__Problem description__. Copy out all lines in the material below that contain the string "CommitInfo".

__Data for review__.
use crate::domain::SkippedProject;
use crate::hosting::PullRequest;
use crate::resolver::display_location;
use std::fmt;
use std::path::PathBuf;

/// Warnings raised at the edges of a release run.
/// None of them stops the run, but each should be reported to the user.
#[derive(Debug, Clone, PartialEq)]
pub enum BoundaryWarning {
    /// Nothing qualifies for a release
    NoReleasableChanges,
    /// A project failed to resolve and was left out of the release
    ProjectSkipped {
        name: String,
        location: PathBuf,
        reason: String,
    },
    /// Only nested projects changed; the release keeps the root version
    RootVersionUnchanged { name: String, version: String },
    /// An open release-candidate pull request is already covered by a release
    ReleaseCandidateBehind { number: u64, branch: String },
    /// A stale release-candidate pull request could not be closed
    CloseFailed { number: u64, reason: String },
}

impl BoundaryWarning {
    /// One [BoundaryWarning::ProjectSkipped] per skipped project
    pub fn skipped(projects: &[SkippedProject]) -> Vec<BoundaryWarning> {
        projects
            .iter()
            .map(|project| BoundaryWarning::ProjectSkipped {
                name: project.name.clone(),
                location: project.location.clone(),
                reason: project.reason.clone(),
            })
            .collect()
    }

    pub fn behind(pr: &PullRequest) -> Self {
        BoundaryWarning::ReleaseCandidateBehind {
            number: pr.number,
            branch: pr.head_ref_name.clone(),
        }
    }
}

impl fmt::Display for BoundaryWarning {
    fn fmt(&self, f: &mut fmt::Formatter<'_>) -> fmt::Result {
        match self {
            BoundaryWarning::NoReleasableChanges => {
                write!(f, "No releasable changes since the latest release")
            }
            BoundaryWarning::ProjectSkipped {
                name,
                location,
                reason,
            } => write!(
                f,
                "Skipped project '{}' ({}): {}",
                name,
                display_location(location),
                reason
            ),
            BoundaryWarning::RootVersionUnchanged { name, version } => write!(
                f,
                "Root project '{}' has no releasable changes, release stays at {}",
                name, version
            ),
            BoundaryWarning::ReleaseCandidateBehind { number, branch } => write!(
                f,
                "Release candidate #{} ({}) is not newer than the latest release",
                number, branch
            ),
            BoundaryWarning::CloseFailed { number, reason } => {
                write!(f, "Could not close pull request #{}: {}", number, reason)
            }
        }
    }
}
use crate::config::Config;
use crate::domain::ProjectDescriptor;
use crate::error::{Result, VersioningError};
use crate::manifest::{ManifestWriter, ProjectDiscovery};
use regex::Regex;
use std::fs;
use std::path::{Component, Path, PathBuf};
use std::sync::LazyLock;

/// Version assumed for manifests that do not declare one
pub const DEFAULT_MANIFEST_VERSION: &str = "1.0.0";

const MANIFEST_EXTENSION: &str = "csproj";

/// Build output directories never hold source manifests
const IGNORED_DIRECTORIES: [&str; 2] = ["bin", "obj"];

static PROJECT_OPEN: LazyLock<Regex> =
    LazyLock::new(|| Regex::new(r"<Project\b[^>]*>").expect("project pattern is valid"));

static PROPERTY_GROUP_OPEN: LazyLock<Regex> = LazyLock::new(|| {
    Regex::new(r"<PropertyGroup\b[^>/]*>").expect("property group pattern is valid")
});

/// `.csproj` discovery and version stamping.
///
/// Only the version-declaring elements are touched: the rest of the file is
/// preserved byte for byte.
#[derive(Debug, Clone, Default)]
pub struct CsprojManifests {
    projects: Vec<String>,
}

impl CsprojManifests {
    /// `projects` lists directories holding `<name>/<name>.csproj`; empty
    /// means every `*.csproj` in the repository
    pub fn new(projects: Vec<String>) -> Self {
        CsprojManifests { projects }
    }

    pub fn from_config(config: &Config) -> Self {
        Self::new(config.projects.clone())
    }

    fn configured(&self, root: &Path) -> Vec<PathBuf> {
        self.projects
            .iter()
            .map(|project| {
                let name = Path::new(project)
                    .file_name()
                    .map(|n| n.to_string_lossy().into_owned())
                    .unwrap_or_else(|| project.clone());
                root.join(project)
                    .join(format!("{}.{}", name, MANIFEST_EXTENSION))
            })
            .collect()
    }
}

impl ProjectDiscovery for CsprojManifests {
    fn discover(&self, root: &Path) -> Result<Vec<ProjectDescriptor>> {
        let candidates = if self.projects.is_empty() {
            glob_manifests(root)?
        } else {
            self.configured(root)
        };

        let mut projects = Vec::with_capacity(candidates.len());
        for manifest in candidates {
            if !manifest.exists() {
                tracing::warn!("project file not found at {}", manifest.display());
                continue;
            }
            match self.read_project(&manifest, root) {
                Ok(project) => projects.push(project),
                Err(e) => tracing::warn!("skipping unreadable project file: {}", e),
            }
        }

        tracing::debug!(count = projects.len(), root = %root.display(), "discovered projects");
        Ok(projects)
    }

    fn read_project(&self, manifest: &Path, root: &Path) -> Result<ProjectDescriptor> {
        let content = fs::read_to_string(manifest)
            .map_err(|e| VersioningError::manifest(manifest, e.to_string()))?;

        if !PROJECT_OPEN.is_match(&content) {
            return Err(VersioningError::manifest(
                manifest,
                "missing <Project> element",
            ));
        }

        let name = element_text(&content, "AssemblyName").unwrap_or_else(|| {
            manifest
                .file_stem()
                .map(|stem| stem.to_string_lossy().into_owned())
                .unwrap_or_default()
        });
        let version = element_text(&content, "Version")
            .unwrap_or_else(|| DEFAULT_MANIFEST_VERSION.to_string());

        Ok(ProjectDescriptor::new(name, version, manifest, root))
    }
}

impl ManifestWriter for CsprojManifests {
    fn set_version(
        &self,
        manifest: &Path,
        version: &str,
        suffix: Option<&str>,
        build_number: Option<&str>,
    ) -> Result<()> {
        let content = fs::read_to_string(manifest)
            .map_err(|e| VersioningError::manifest(manifest, e.to_string()))?;

        let package_version = match suffix.filter(|s| !s.is_empty()) {
            Some(suffix) => format!("{}-{}", version, suffix),
            None => version.to_string(),
        };
        let assembly_version = format!(
            "{}.{}",
            version,
            build_number.filter(|b| !b.is_empty()).unwrap_or("0")
        );

        let updated = stamp_versions(&content, &package_version, &assembly_version)
            .map_err(|message| VersioningError::manifest(manifest, message))?;
        fs::write(manifest, updated)?;

        tracing::info!(
            manifest = %manifest.display(),
            version = %package_version,
            assembly_version = %assembly_version,
            "manifest updated"
        );
        Ok(())
    }
}

/// Every manifest below `dir`, sorted, skipping build output directories
fn glob_manifests(dir: &Path) -> Result<Vec<PathBuf>> {
    let pattern = format!(
        "{}/**/*.{}",
        glob::Pattern::escape(&dir.to_string_lossy()),
        MANIFEST_EXTENSION
    );

    let entries =
        glob::glob(&pattern).map_err(|e| VersioningError::config(format!("{}: {}", pattern, e)))?;

    let mut manifests = Vec::new();
    for entry in entries {
        match entry {
            Ok(path) if !in_ignored_directory(&path, dir) => manifests.push(path),
            Ok(_) => {}
            Err(e) => tracing::warn!("cannot read {}: {}", e.path().display(), e.error()),
        }
    }
    manifests.sort();
    Ok(manifests)
}

fn in_ignored_directory(path: &Path, base: &Path) -> bool {
    path.strip_prefix(base)
        .unwrap_or(path)
        .components()
        .any(|c| match c {
            Component::Normal(name) => IGNORED_DIRECTORIES
                .iter()
                .any(|ignored| name == std::ffi::OsStr::new(ignored)),
            _ => false,
        })
}

/// Trimmed text of the first `<element>` in `content`
fn element_text(content: &str, element: &str) -> Option<String> {
    let re = Regex::new(&format!(r"<{0}>\s*([^<]*?)\s*</{0}>", element)).ok()?;
    re.captures(content)
        .and_then(|c| c.get(1))
        .map(|m| m.as_str().to_string())
        .filter(|text| !text.is_empty())
}

/// Set `<Version>` and `<AssemblyVersion>`, inserting them into the first
/// `<PropertyGroup>` (created when missing) if they are not declared yet
fn stamp_versions(
    content: &str,
    package_version: &str,
    assembly_version: &str,
) -> std::result::Result<String, String> {
    if !PROJECT_OPEN.is_match(content) {
        return Err("missing <Project> element".to_string());
    }

    let mut updated = content.to_string();
    if !PROPERTY_GROUP_OPEN.is_match(&updated) {
        let close = updated
            .rfind("</Project>")
            .ok_or_else(|| "missing </Project> closing tag".to_string())?;
        updated.insert_str(close, "  <PropertyGroup>\n  </PropertyGroup>\n");
    }

    let updated = upsert_element(&updated, "Version", package_version);
    let updated = upsert_element(&updated, "AssemblyVersion", assembly_version);
    Ok(updated)
}

fn upsert_element(content: &str, element: &str, value: &str) -> String {
    let existing = Regex::new(&format!(r"<{0}>[^<]*</{0}>", element))
        .ok()
        .and_then(|re| re.find(content).map(|m| m.range()));
    let replacement = format!("<{0}>{1}</{0}>", element, value);

    match existing {
        Some(range) => {
            let mut updated = content.to_string();
            updated.replace_range(range, &replacement);
            updated
        }
        None => match PROPERTY_GROUP_OPEN.find(content) {
            Some(open) => {
                let mut updated = content.to_string();
                updated.insert_str(open.end(), &format!("\n    {}", replacement));
                updated
            }
            None => content.to_string(),
        },
    }
}
use crate::error::{Result, VersioningError};
use crate::git::{CommitInfo, ReleaseWriter, SourceControl};
use chrono::{DateTime, FixedOffset};
use git2::{Commit, DiffOptions, IndexAddOption, Repository as Git2Repo, Sort, Tree};
use std::path::{Path, PathBuf};

/// `git2`-backed implementation of [SourceControl] and [ReleaseWriter].
///
/// Only the working tree root is stored. Every call opens its own
/// `git2::Repository` handle, so one instance can be shared by the
/// resolver's worker threads.
#[derive(Debug, Clone)]
pub struct Git2Repository {
    root: PathBuf,
}

impl Git2Repository {
    /// Open or discover a git repository containing `path`
    pub fn open<P: AsRef<Path>>(path: P) -> Result<Self> {
        let repo = Git2Repo::discover(path)?;
        let root = repo
            .workdir()
            .ok_or_else(|| git2::Error::from_str("bare repositories are not supported"))?
            .to_path_buf();

        Ok(Git2Repository { root })
    }

    fn repo(&self) -> Result<Git2Repo> {
        Ok(Git2Repo::open(&self.root)?)
    }
}

impl SourceControl for Git2Repository {
    fn repository_root(&self) -> Result<PathBuf> {
        Ok(self.root.clone())
    }

    fn list_commits(
        &self,
        scope: &Path,
        from_ref: Option<&str>,
        to_ref: &str,
    ) -> Result<Vec<CommitInfo>> {
        let repo = self.repo()?;

        let mut revwalk = repo.revwalk()?;
        revwalk.set_sorting(Sort::TOPOLOGICAL | Sort::TIME)?;

        let head = repo.revparse_single(to_ref)?.peel_to_commit()?;
        revwalk.push(head.id())?;

        if let Some(from_ref) = from_ref {
            let base = repo.revparse_single(from_ref)?.peel_to_commit()?;
            revwalk.hide(base.id())?;
        }

        let pathspec = pathspec(scope);
        let mut commits = Vec::new();

        for oid_result in revwalk {
            let commit = repo.find_commit(oid_result?)?;

            if let Some(pathspec) = pathspec.as_deref() {
                if !touches(&repo, &commit, pathspec)? {
                    continue;
                }
            }

            commits.push(commit_info(&commit)?);
        }

        tracing::debug!(
            scope = %scope.display(),
            from = from_ref.unwrap_or("<root>"),
            to = to_ref,
            count = commits.len(),
            "listed commits"
        );

        Ok(commits)
    }
}

impl ReleaseWriter for Git2Repository {
    fn checkout_branch(&self, branch: &str) -> Result<()> {
        let repo = self.repo()?;
        let head = repo.head()?;

        // Forcing the branch that is already checked out is rejected by libgit2
        if head.is_branch() && head.shorthand() == Some(branch) {
            return Ok(());
        }

        let commit = head.peel_to_commit()?;
        repo.branch(branch, &commit, true)?;
        repo.set_head(&format!("refs/heads/{}", branch))?;

        Ok(())
    }

    fn stage_all(&self) -> Result<()> {
        let repo = self.repo()?;
        let mut index = repo.index()?;

        index.add_all(["*"], IndexAddOption::DEFAULT, None)?;
        index.update_all(["*"], None)?;
        index.write()?;

        Ok(())
    }

    fn commit(&self, message: &str) -> Result<String> {
        let repo = self.repo()?;
        let signature = repo.signature()?;

        let mut index = repo.index()?;
        let tree_id = index.write_tree()?;
        let tree = repo.find_tree(tree_id)?;
        let parent = repo.head()?.peel_to_commit()?;

        let oid = repo.commit(
            Some("HEAD"),
            &signature,
            &signature,
            message,
            &tree,
            &[&parent],
        )?;

        Ok(oid.to_string())
    }

    fn push_branch(&self, remote: &str, branch: &str) -> Result<()> {
        let refspec = format!("+refs/heads/{}:refs/heads/{}", branch, branch);
        self.push(remote, &refspec)
    }

    fn create_tag(&self, name: &str) -> Result<()> {
        let repo = self.repo()?;
        let head = repo.head()?.peel_to_commit()?;
        repo.tag_lightweight(name, head.as_object(), true)?;

        Ok(())
    }

    fn push_tag(&self, remote: &str, name: &str) -> Result<()> {
        let refspec = format!("+refs/tags/{}:refs/tags/{}", name, name);
        self.push(remote, &refspec)
    }
}

impl Git2Repository {
    fn push(&self, remote_name: &str, refspec: &str) -> Result<()> {
        let repo = self.repo()?;
        let mut remote = repo.find_remote(remote_name).map_err(|e| {
            VersioningError::Git(git2::Error::from_str(&format!(
                "Remote '{}' not found: {}",
                remote_name, e
            )))
        })?;

        let mut callbacks = remote_callbacks();
        callbacks.push_update_reference(|refname, status| match status {
            Some(status) => {
                tracing::warn!("remote rejected {}: {}", refname, status);
                Err(git2::Error::from_str(&format!(
                    "Push rejected for {}: {}",
                    refname, status
                )))
            }
            None => Ok(()),
        });

        let mut push_options = git2::PushOptions::new();
        push_options.remote_callbacks(callbacks);

        remote
            .push(&[refspec], Some(&mut push_options))
            .map_err(|e| {
                let context = if e.class() == git2::ErrorClass::Net {
                    "Network error during push"
                } else {
                    "Push failed"
                };
                VersioningError::Git(git2::Error::from_str(&format!(
                    "{} ({} -> {}): {}",
                    context, refspec, remote_name, e
                )))
            })?;

        tracing::info!(remote = remote_name, refspec, "pushed");
        Ok(())
    }
}

/// Credential lookup: SSH keys from `~/.ssh`, then the SSH agent, then the
/// default credential helper.
fn remote_callbacks<'a>() -> git2::RemoteCallbacks<'a> {
    let mut callbacks = git2::RemoteCallbacks::new();
    callbacks.credentials(|_url, username_from_url, allowed_types| {
        let username = username_from_url.unwrap_or("git");

        if allowed_types.contains(git2::CredentialType::SSH_KEY) {
            if let Some(home) = dirs::home_dir() {
                for key in ["id_ed25519", "id_rsa", "id_ecdsa"] {
                    let path = home.join(".ssh").join(key);
                    if path.exists() {
                        if let Ok(cred) = git2::Cred::ssh_key(username, None, &path, None) {
                            return Ok(cred);
                        }
                    }
                }
            }

            if let Ok(cred) = git2::Cred::ssh_key_from_agent(username) {
                return Ok(cred);
            }
        }

        git2::Cred::default()
    });
    callbacks
}

/// Pathspec for a scope relative to the root, `None` for the whole tree
fn pathspec(scope: &Path) -> Option<String> {
    let spec = scope.to_string_lossy().replace('\\', "/");
    let spec = spec.trim_start_matches("./").trim_matches('/');
    if spec.is_empty() || spec == "." {
        None
    } else {
        Some(spec.to_string())
    }
}

/// Whether `commit` changes anything under `pathspec`.
///
/// A merge counts only when it differs from every parent, so a merge that
/// just carries one side's changes into the folder is left out the same way
/// `git log -- <path>` leaves it out.
fn touches(repo: &Git2Repo, commit: &Commit<'_>, pathspec: &str) -> Result<bool> {
    let tree = commit.tree()?;
    if commit.parent_count() == 0 {
        return differs(repo, None, &tree, pathspec);
    }

    for parent in commit.parents() {
        if !differs(repo, Some(&parent.tree()?), &tree, pathspec)? {
            return Ok(false);
        }
    }
    Ok(true)
}

fn differs(repo: &Git2Repo, old: Option<&Tree<'_>>, new: &Tree<'_>, pathspec: &str) -> Result<bool> {
    let mut options = DiffOptions::new();
    options.pathspec(pathspec);

    let diff = repo.diff_tree_to_tree(old, Some(new), Some(&mut options))?;
    Ok(diff.deltas().len() > 0)
}

fn commit_info(commit: &Commit<'_>) -> Result<CommitInfo> {
    let author = commit.author();
    let when = author.when();

    let offset = FixedOffset::east_opt(when.offset_minutes() * 60)
        .ok_or_else(|| git2::Error::from_str("commit has an invalid timezone offset"))?;
    let timestamp: DateTime<FixedOffset> = DateTime::from_timestamp(when.seconds(), 0)
        .ok_or_else(|| git2::Error::from_str("commit has an invalid timestamp"))?
        .with_timezone(&offset);

    Ok(CommitInfo {
        id: commit.id().to_string(),
        author: format!(
            "{} <{}>",
            author.name().unwrap_or("unknown"),
            author.email().unwrap_or("")
        ),
        timestamp,
        message: commit.message().unwrap_or_default().trim().to_string(),
    })
}
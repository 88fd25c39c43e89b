use std::sync::Arc;

use super::dispatcher::{
    Binding, Dispatcher, Sampling, CALLABLE_STATEMENT, PREPARED_STATEMENT, STATEMENT,
};
use super::statement::{Instrumented, StatementProxy};
use crate::metrics::MetricsEmitter;
use crate::resource::{CallableStatement, PreparedStatement, Statement};

/// Wraps statements returned by an instrumented connection.
#[derive(Clone)]
pub struct ProxyFactory {
    emitter: Arc<MetricsEmitter>,
}

impl ProxyFactory {
    pub fn new(emitter: Arc<MetricsEmitter>) -> Self {
        Self { emitter }
    }

    pub fn statement<S: Statement>(&self, statement: S, decision: Sampling) -> Instrumented<S> {
        self.wrap(statement, &STATEMENT, decision)
    }

    pub fn prepared_statement<S: PreparedStatement>(
        &self,
        statement: S,
        decision: Sampling,
    ) -> Instrumented<S> {
        self.wrap(statement, &PREPARED_STATEMENT, decision)
    }

    pub fn callable_statement<S: CallableStatement>(
        &self,
        statement: S,
        decision: Sampling,
    ) -> Instrumented<S> {
        self.wrap(statement, &CALLABLE_STATEMENT, decision)
    }

    /// Unsampled children stay raw so they never pay for instrumentation.
    fn wrap<S>(&self, statement: S, binding: &'static Binding, decision: Sampling) -> Instrumented<S> {
        match decision {
            Sampling::Sampled => Instrumented::Wrapped(StatementProxy::new(
                statement,
                Dispatcher::inherit(self.emitter.clone(), binding, decision),
            )),
            Sampling::Skipped => Instrumented::Raw(statement),
        }
    }
}
use std::sync::Arc;

use tokio::net::UdpSocket;

use super::store::CollectorStore;

/// Largest datagram the emitter will ever send, plus slack.
const RECV_BUFFER: usize = 2048;

/// Bind the mock collector. Split from `run` so callers learn the bound
/// address before the loop starts.
pub async fn bind(addr: &str) -> std::io::Result<UdpSocket> {
    let socket = UdpSocket::bind(addr).await?;
    tracing::info!(addr = %socket.local_addr()?, "Mock StatsD collector listening");
    Ok(socket)
}

/// Receive datagrams forever, feeding every payload to the store.
pub async fn run(socket: UdpSocket, store: Arc<CollectorStore>) {
    let mut buf = vec![0u8; RECV_BUFFER];

    loop {
        match socket.recv_from(&mut buf).await {
            Ok((n, peer)) => {
                let payload = String::from_utf8_lossy(&buf[..n]);
                tracing::trace!(%peer, bytes = n, "Collector received datagram");
                store.record_datagram(&payload);
            }
            Err(e) => {
                tracing::warn!(error = %e, "Collector receive failed");
            }
        }
    }
}
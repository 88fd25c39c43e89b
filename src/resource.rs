//! Capabilities of the pooled resources we instrument.
//!
//! A driver implements these; the interceptor wraps them in decorators that
//! implement the very same traits, so callers cannot tell the difference.

use serde::Serialize;

/// A bound or returned SQL value.
#[derive(Debug, Clone, PartialEq, Serialize)]
pub enum Value {
    Null,
    Int(i64),
    Real(f64),
    Text(String),
}

pub trait Statement {
    type Rows;
    type Error;

    fn execute(&mut self, sql: &str) -> Result<bool, Self::Error>;
    fn execute_query(&mut self, sql: &str) -> Result<Self::Rows, Self::Error>;
    fn execute_update(&mut self, sql: &str) -> Result<u64, Self::Error>;
    fn add_batch(&mut self, sql: &str) -> Result<(), Self::Error>;
    fn execute_batch(&mut self) -> Result<Vec<u64>, Self::Error>;
    fn close(&mut self) -> Result<(), Self::Error>;
}

/// A statement compiled once with positional parameters (1-based).
pub trait PreparedStatement: Statement {
    fn bind(&mut self, index: usize, value: Value) -> Result<(), Self::Error>;
    fn clear_parameters(&mut self) -> Result<(), Self::Error>;

    fn execute_prepared(&mut self) -> Result<bool, Self::Error>;
    fn execute_query_prepared(&mut self) -> Result<Self::Rows, Self::Error>;
    fn execute_update_prepared(&mut self) -> Result<u64, Self::Error>;
    fn add_batch_prepared(&mut self) -> Result<(), Self::Error>;
}

/// A stored-procedure call with out parameters.
pub trait CallableStatement: PreparedStatement {
    fn register_out_parameter(&mut self, index: usize) -> Result<(), Self::Error>;
    fn out_value(&self, index: usize) -> Result<Value, Self::Error>;
}

pub trait Connection {
    type Error;
    type Metadata;
    type Statement: Statement<Error = Self::Error>;
    type Prepared: PreparedStatement<Error = Self::Error>;
    type Callable: CallableStatement<Error = Self::Error>;

    fn create_statement(&mut self) -> Result<Self::Statement, Self::Error>;
    fn prepare_statement(&mut self, sql: &str) -> Result<Self::Prepared, Self::Error>;
    fn prepare_call(&mut self, sql: &str) -> Result<Self::Callable, Self::Error>;

    fn commit(&mut self) -> Result<(), Self::Error>;
    fn rollback(&mut self) -> Result<(), Self::Error>;
    fn metadata(&self) -> Result<Self::Metadata, Self::Error>;

    fn set_auto_commit(&mut self, enabled: bool) -> Result<(), Self::Error>;
    fn is_closed(&self) -> bool;
    fn close(&mut self) -> Result<(), Self::Error>;
}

__Response box__.
use crate::git::{CommitInfo, ReleaseWriter, SourceControl};
    ) -> Result<Vec<CommitInfo>> {
fn commit_info(commit: &Commit<'_>) -> Result<CommitInfo> {
    Ok(CommitInfo {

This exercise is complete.